Do you get the feeling that you're _never_ going to find out what's going on, or just that you're not to know _right now_? I'm thinking that you may yet be told, but that the daughter is not yet ready to have this information go beyond a very intimate circle - and, as loving a stepmother though you may be, she simply may not be ready right now to share with you. I know it's hard (and possibly hurtful) to think that, as much as you've given, that you may not be part of this inner circle but realize that she's 16 and mommy and daddy are still just that - the people who created her. She's probably not mature enough to deal with the nuances of family relationships while also dealing with whatever it is, but you _are_.

Now, if dealing with her issue is going to take resources out of your home and out of your relationship with your husband (i.e., _significant_ amounts of time, money, space, etc.) then you have a right to be warned about that ahead of time, even if the specifics are still withheld. If, say, you're informed that your husband will be going away for a long weekend to help her, you have every right to know precisely what's up with that - up to, but not including, the details of what she's dealing with. If your husband will be diverting large amounts of money from your budget, I think you'd have a right to know that what he's doing is legal, moral, etc.

I think, too, that if this problem is going to put stress on your husband, you may be better served by supporting him in doing right by his daughter and his commitment to her - it may strengthen his commitment to you in the long run by helping him understand that you are there for him even when things get uncomfortable.
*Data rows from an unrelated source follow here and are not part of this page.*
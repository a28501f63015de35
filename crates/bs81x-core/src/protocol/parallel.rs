//! Parallel GPIO transport
//!
//! One input line per key, active low: a touched key pulls its line to
//! ground. The shared signal line is driven as an output.

use heapless::Vec;

use crate::device::{KeyTransport, TransportKind};
use crate::error::{Error, Result};
use crate::platform::{DigitalIo, Pin, PinMode};
use crate::registers::MAX_KEYS;

/// Parallel transport handler
pub struct ParallelIo<IO> {
    io: IO,
    key_pins: Vec<Pin, MAX_KEYS>,
    signal_pin: Pin,
}

impl<IO: DigitalIo> ParallelIo<IO> {
    /// Create a handler for `key_pins` (key 0 first) and the signal line
    pub fn new(io: IO, key_pins: &[Pin], signal_pin: Pin) -> Result<Self> {
        let key_pins = Vec::from_slice(key_pins).map_err(|_| Error::TooManyKeys {
            count: key_pins.len(),
        })?;
        Ok(Self {
            io,
            key_pins,
            signal_pin,
        })
    }

    /// Key lines, key 0 first
    pub fn key_pins(&self) -> &[Pin] {
        &self.key_pins
    }

    /// Number of wired keys
    pub fn key_count(&self) -> u8 {
        self.key_pins.len() as u8
    }

    /// Borrow the GPIO implementation
    pub fn io(&self) -> &IO {
        &self.io
    }
}

impl<IO: DigitalIo> KeyTransport for ParallelIo<IO> {
    fn kind(&self) -> TransportKind {
        TransportKind::Parallel
    }

    fn begin(&mut self) -> Result<()> {
        log::debug!(
            "bs81x: parallel transport, {} keys, signal={}",
            self.key_pins.len(),
            self.signal_pin
        );
        for &pin in &self.key_pins {
            self.io.configure(pin, PinMode::Input)?;
        }
        self.io.configure(self.signal_pin, PinMode::Output)
    }

    fn is_touched(&mut self, key: u8) -> Result<bool> {
        let pin = *self.key_pins.get(key as usize).ok_or(Error::InvalidIndex {
            index: key,
            limit: self.key_count(),
        })?;
        // Active low
        Ok(!self.io.read(pin)?)
    }

    fn key_states(&mut self) -> Result<u16> {
        // No bulk read exists for this wiring
        Ok(0)
    }

    fn signal_pin(&self) -> Option<Pin> {
        Some(self.signal_pin)
    }
}

#[cfg(test)]
mod tests {
    use super::*;

    /// Lines with fixed levels; records configuration calls
    struct Lines {
        levels: [bool; 32],
        configured: Vec<(Pin, PinMode), 32>,
    }

    impl Lines {
        fn new() -> Self {
            Self {
                levels: [true; 32],
                configured: Vec::new(),
            }
        }
    }

    impl DigitalIo for Lines {
        fn configure(&mut self, pin: Pin, mode: PinMode) -> Result<()> {
            self.configured.push((pin, mode)).unwrap();
            Ok(())
        }

        fn read(&mut self, pin: Pin) -> Result<bool> {
            Ok(self.levels[pin.0 as usize])
        }

        fn write(&mut self, pin: Pin, high: bool) -> Result<()> {
            self.levels[pin.0 as usize] = high;
            Ok(())
        }
    }

    #[test]
    fn test_touched_is_active_low() {
        let pins = [Pin(4), Pin(5)];
        let mut lines = Lines::new();
        lines.levels[5] = false;
        let mut io = ParallelIo::new(lines, &pins, Pin(9)).unwrap();

        assert!(!io.is_touched(0).unwrap());
        assert!(io.is_touched(1).unwrap());
    }

    #[test]
    fn test_begin_configures_keys_then_signal() {
        let pins = [Pin(1), Pin(2), Pin(3)];
        let mut io = ParallelIo::new(Lines::new(), &pins, Pin(7)).unwrap();
        io.begin().unwrap();

        assert_eq!(
            io.io().configured.as_slice(),
            &[
                (Pin(1), PinMode::Input),
                (Pin(2), PinMode::Input),
                (Pin(3), PinMode::Input),
                (Pin(7), PinMode::Output),
            ]
        );
    }

    #[test]
    fn test_index_bounded_by_key_count() {
        let pins = [Pin(1), Pin(2)];
        let mut io = ParallelIo::new(Lines::new(), &pins, Pin(7)).unwrap();
        assert_eq!(
            io.is_touched(2),
            Err(Error::InvalidIndex { index: 2, limit: 2 })
        );
    }

    #[test]
    fn test_too_many_keys() {
        let pins = [Pin(0); 17];
        assert_eq!(
            ParallelIo::new(Lines::new(), &pins, Pin(31)).err(),
            Some(Error::TooManyKeys { count: 17 })
        );
    }

    #[test]
    fn test_key_states_falls_back_to_zero() {
        let mut lines = Lines::new();
        lines.levels = [false; 32];
        let mut io = ParallelIo::new(lines, &[Pin(1)], Pin(2)).unwrap();
        assert_eq!(io.key_states().unwrap(), 0);
    }
}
Your mileage may vary on this one.


----------



## captain optimism (Jan 2, 2003)

There aren't that many kinds of trouble. It's not that interesting.

You know?

It will probably cost money and time to support her through it, that's what you need to know about right now.

If you are a good egg, she'll tell you herself.


----------



## yeah yeah yeah (Aug 8, 2003)

Another stepdaughter here.

I would be _intensely_ angry, FURIOUS with my dad if I told him not to tell my stepmother something, and he did it anyway.

She's not obligated to trust you. Ever. I know it's not fair, but honestly, it's not fair to have to juggle parental loyalties at a young age, and who do you think has better coping skills?

One thing to consider--stop feeling sorry for yourself, and be ecstatic that you married a man who has a daughter that trusts him, apparently with good reason.

Count your blessings.


----------



## Pynki (Aug 19, 2002)

Child of divorce here as well with both parents remarried at least once..

It's NOT your business.. It's NOT.. Just as discipline should come down from the parent and not the step parent.. Troubles asked to be kept "in the family" should be just that.. Kept with her parents.. You are NOT her parent.. You are her father's wife.. As much as that probably digs in your heart.. It's true.. If she doesn't feel comfortable with you knowing it isn't your business..

You married a man KNOWING (I am assuming) he had a daughter from a prev. relationship.. That daughter should be a top priority- yes sometimes- even over you.. His commitment to her supercedes yours..

Trust between parents and teens is often times tenuous at best.. Doing something that will impact that trust negatively is assinine.. Support your husband and his dd.. THAT is how family works.. NOT nosing about and throwing temper tantrums at your dh like a child.. THAT is how you become the despis-'ed step-mother.. Al'a Cinderella..

Best of Luck and Warm Squishy Feelings..

Dyan


----------



## BlueBelle (Jun 19, 2004)

Since he promised not to tell, he can't. HOWEVER, in the future, he shouldn't promise not to share that sort of information with you. You are her stepmother, and you have to have a relationship with her too, and it has to be a parental sort of relationship, even if it's not as her parent (if that makes sense. I'm a stepdaughter too, and while I recognize and respect my SM's authority as one of my guardians, she's not my Mom and can't replace her. It's a parental relationship, but it's a DIFFERENT sort of parental relationship).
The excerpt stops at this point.